// 该文件是 Shanan （山南西风） 项目的一部分。
// src/task.rs - 推理任务
//
// 本文件根据 Apache 许可证第 2.0 版（以下简称“许可证”）授权使用；
// 除非遵守该许可证条款，否则您不得使用本文件。
// 您可通过以下网址获取许可证副本：
// http://www.apache.org/licenses/LICENSE-2.0
// 除非适用法律要求或书面同意，根据本许可协议分发的软件均按“原样”提供，
// 不附带任何形式的明示或暗示的保证或条件。
// 有关许可权限与限制的具体条款，请参阅本许可协议。
//
// Copyright (C) 2026 Johann Li <me@qinka.pro>, Wareless Group

use std::time::Instant;

use thiserror::Error;
use tracing::{debug, info};

use crate::{
  annotate::{Annotated, Annotator},
  frame::BgrFrame,
  model::{InvalidClassId, Model},
  quadrant::{Quadrant, QuadrantError, reassemble_quadrants, split_quadrants},
};

#[derive(Error, Debug)]
pub enum TaskError {
  #[error("模型推理错误: {0}")]
  ModelError(Box<dyn std::error::Error + Send + Sync>),
  #[error("{0}")]
  InvalidClassId(#[from] InvalidClassId),
  #[error("{0}")]
  QuadrantError(#[from] QuadrantError),
}

impl TaskError {
  fn model<E: std::error::Error + Send + Sync + 'static>(err: E) -> Self {
    TaskError::ModelError(Box::new(err))
  }
}

/// 对一帧完成推理与标注，返回整图坐标下的检测与标注后的整图
pub trait Task {
  fn run_task<M: Model>(
    &self,
    frame: &BgrFrame,
    model: &M,
    annotator: &Annotator,
  ) -> Result<Annotated, TaskError>;
}

/// 整图单次推理
pub struct OneShotTask;

impl Task for OneShotTask {
  fn run_task<M: Model>(
    &self,
    frame: &BgrFrame,
    model: &M,
    annotator: &Annotator,
  ) -> Result<Annotated, TaskError> {
    let now = Instant::now();
    let result = model.infer(frame).map_err(TaskError::model)?;
    info!("推理完成，耗时: {:.2?}", now.elapsed());

    Ok(annotator.annotate(frame, &result, (0, 0))?)
  }
}

/// 四象限分别推理，再把标注后的象限拼回整图
pub struct QuadrantTask;

impl QuadrantTask {
  fn run_quadrant<M: Model>(
    quadrant: &Quadrant,
    model: &M,
    annotator: &Annotator,
  ) -> Result<Annotated, TaskError> {
    if quadrant.frame.is_empty() {
      debug!("{:?} 象限为空，跳过推理", quadrant.position);
      return Ok(Annotated {
        frame: quadrant.frame.clone(),
        detections: Vec::new(),
      });
    }

    let result = model.infer(&quadrant.frame).map_err(TaskError::model)?;
    let annotated = annotator.annotate(&quadrant.frame, &result, quadrant.offset)?;
    debug!(
      "{:?} 象限: 偏移 {:?}, {} 个检测",
      quadrant.position,
      quadrant.offset,
      annotated.detections.len()
    );
    Ok(annotated)
  }
}

impl Task for QuadrantTask {
  fn run_task<M: Model>(
    &self,
    frame: &BgrFrame,
    model: &M,
    annotator: &Annotator,
  ) -> Result<Annotated, TaskError> {
    let now = Instant::now();
    let [tl, tr, bl, br] = split_quadrants(frame)?;

    let tl = Self::run_quadrant(&tl, model, annotator)?;
    let tr = Self::run_quadrant(&tr, model, annotator)?;
    let bl = Self::run_quadrant(&bl, model, annotator)?;
    let br = Self::run_quadrant(&br, model, annotator)?;

    let detections = [tl.detections, tr.detections, bl.detections, br.detections].concat();
    let frame = reassemble_quadrants(
      &[tl.frame, tr.frame, bl.frame, br.frame],
      frame.dimensions(),
    )?;
    info!(
      "四象限推理完成，共 {} 个检测，耗时: {:.2?}",
      detections.len(),
      now.elapsed()
    );

    Ok(Annotated { frame, detections })
  }
}

#[cfg(test)]
mod tests {
  use std::{cell::RefCell, convert::Infallible};

  use super::*;
  use crate::{
    model::{DetectItem, DetectResult},
    output::draw::Draw,
  };

  /// 返回固定检测并记录每次输入尺寸
  struct FixedModel {
    items: Vec<DetectItem>,
    calls: RefCell<Vec<(u32, u32)>>,
  }

  impl FixedModel {
    fn new(items: Vec<DetectItem>) -> Self {
      Self {
        items,
        calls: RefCell::new(Vec::new()),
      }
    }
  }

  impl Model for FixedModel {
    type Error = Infallible;

    fn infer(&self, input: &BgrFrame) -> Result<DetectResult, Self::Error> {
      self.calls.borrow_mut().push(input.dimensions());
      Ok(DetectResult::from(self.items.clone()))
    }
  }

  /// 只在包含白色像素的帧上报告检测
  struct MarkerModel;

  impl Model for MarkerModel {
    type Error = Infallible;

    fn infer(&self, input: &BgrFrame) -> Result<DetectResult, Self::Error> {
      let marked = input.as_ref().chunks_exact(3).any(|p| p == [255, 255, 255]);
      let items = if marked {
        vec![DetectItem {
          class: 0.0,
          score: 0.9,
          bbox: [10.0, 10.0, 20.0, 20.0],
        }]
      } else {
        Vec::new()
      };
      Ok(DetectResult::from(items))
    }
  }

  #[derive(Debug, Error)]
  #[error("npu offline")]
  struct Offline;

  struct FailingModel;

  impl Model for FailingModel {
    type Error = Offline;

    fn infer(&self, _input: &BgrFrame) -> Result<DetectResult, Self::Error> {
      Err(Offline)
    }
  }

  fn annotator() -> Annotator {
    Annotator::new([(0, "crack")].into_iter().collect(), Draw::default())
  }

  #[test]
  fn quadrant_task_calls_model_per_quadrant() {
    let model = FixedModel::new(Vec::new());
    let result = QuadrantTask
      .run_task(&BgrFrame::with_shape(5, 3), &model, &annotator())
      .unwrap();

    assert_eq!(*model.calls.borrow(), vec![(2, 1), (3, 1), (2, 2), (3, 2)]);
    assert_eq!(result.frame.dimensions(), (5, 3));
    assert!(result.detections.is_empty());
  }

  #[test]
  fn detection_in_top_right_is_offset() {
    let mut frame = BgrFrame::with_shape(100, 100);
    frame.put_pixel(75, 25, [255, 255, 255]);

    let result = QuadrantTask.run_task(&frame, &MarkerModel, &annotator()).unwrap();
    assert_eq!(result.detections.len(), 1);
    assert_eq!(result.detections[0].coordinates, [60, 10, 70, 20]);
    assert_eq!(result.detections[0].label, "crack");
    // 标注绘制在右上象限对应位置
    assert_eq!(result.frame.pixel(70, 20), [255, 51, 51]);
    assert_eq!(result.frame.pixel(10, 10), [0, 0, 0]);
  }

  #[test]
  fn detections_are_merged_in_quadrant_order() {
    let model = FixedModel::new(vec![DetectItem {
      class: 0.0,
      score: 0.75,
      bbox: [1.0, 1.0, 2.0, 2.0],
    }]);
    let result = QuadrantTask
      .run_task(&BgrFrame::with_shape(10, 8), &model, &annotator())
      .unwrap();

    let boxes: Vec<_> = result.detections.iter().map(|d| d.coordinates).collect();
    assert_eq!(
      boxes,
      vec![[1, 1, 2, 2], [6, 1, 7, 2], [1, 5, 2, 6], [6, 5, 7, 6]]
    );
  }

  #[test]
  fn empty_quadrants_skip_inference() {
    let model = FixedModel::new(Vec::new());
    let result = QuadrantTask
      .run_task(&BgrFrame::with_shape(1, 1), &model, &annotator())
      .unwrap();

    assert_eq!(*model.calls.borrow(), vec![(1, 1)]);
    assert_eq!(result.frame.dimensions(), (1, 1));
  }

  #[test]
  fn one_shot_uses_full_frame_coordinates() {
    let mut frame = BgrFrame::with_shape(100, 100);
    frame.put_pixel(75, 25, [255, 255, 255]);

    let result = OneShotTask.run_task(&frame, &MarkerModel, &annotator()).unwrap();
    assert_eq!(result.detections[0].coordinates, [10, 10, 20, 20]);
  }

  #[test]
  fn model_failure_is_reported() {
    let err = QuadrantTask
      .run_task(&BgrFrame::with_shape(4, 4), &FailingModel, &annotator())
      .unwrap_err();
    assert!(matches!(err, TaskError::ModelError(_)));
    assert_eq!(err.to_string(), "模型推理错误: npu offline");
  }
}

════════════════

TASK ITEM: The first line of the records and every line down to the line with "use std::time::Instant;" must be quoted exactly; leave out all else.

ANSWER BOX:
// 该文件是 Shanan （山南西风） 项目的一部分。
// src/task.rs - 推理任务
//
// 本文件根据 Apache 许可证第 2.0 版（以下简称“许可证”）授权使用；
// 除非遵守该许可证条款，否则您不得使用本文件。
// 您可通过以下网址获取许可证副本：
// http://www.apache.org/licenses/LICENSE-2.0
// 除非适用法律要求或书面同意，根据本许可协议分发的软件均按“原样”提供，
// 不附带任何形式的明示或暗示的保证或条件。
// 有关许可权限与限制的具体条款，请参阅本许可协议。
//
// Copyright (C) 2026 Johann Li <me@qinka.pro>, Wareless Group

use std::time::Instant;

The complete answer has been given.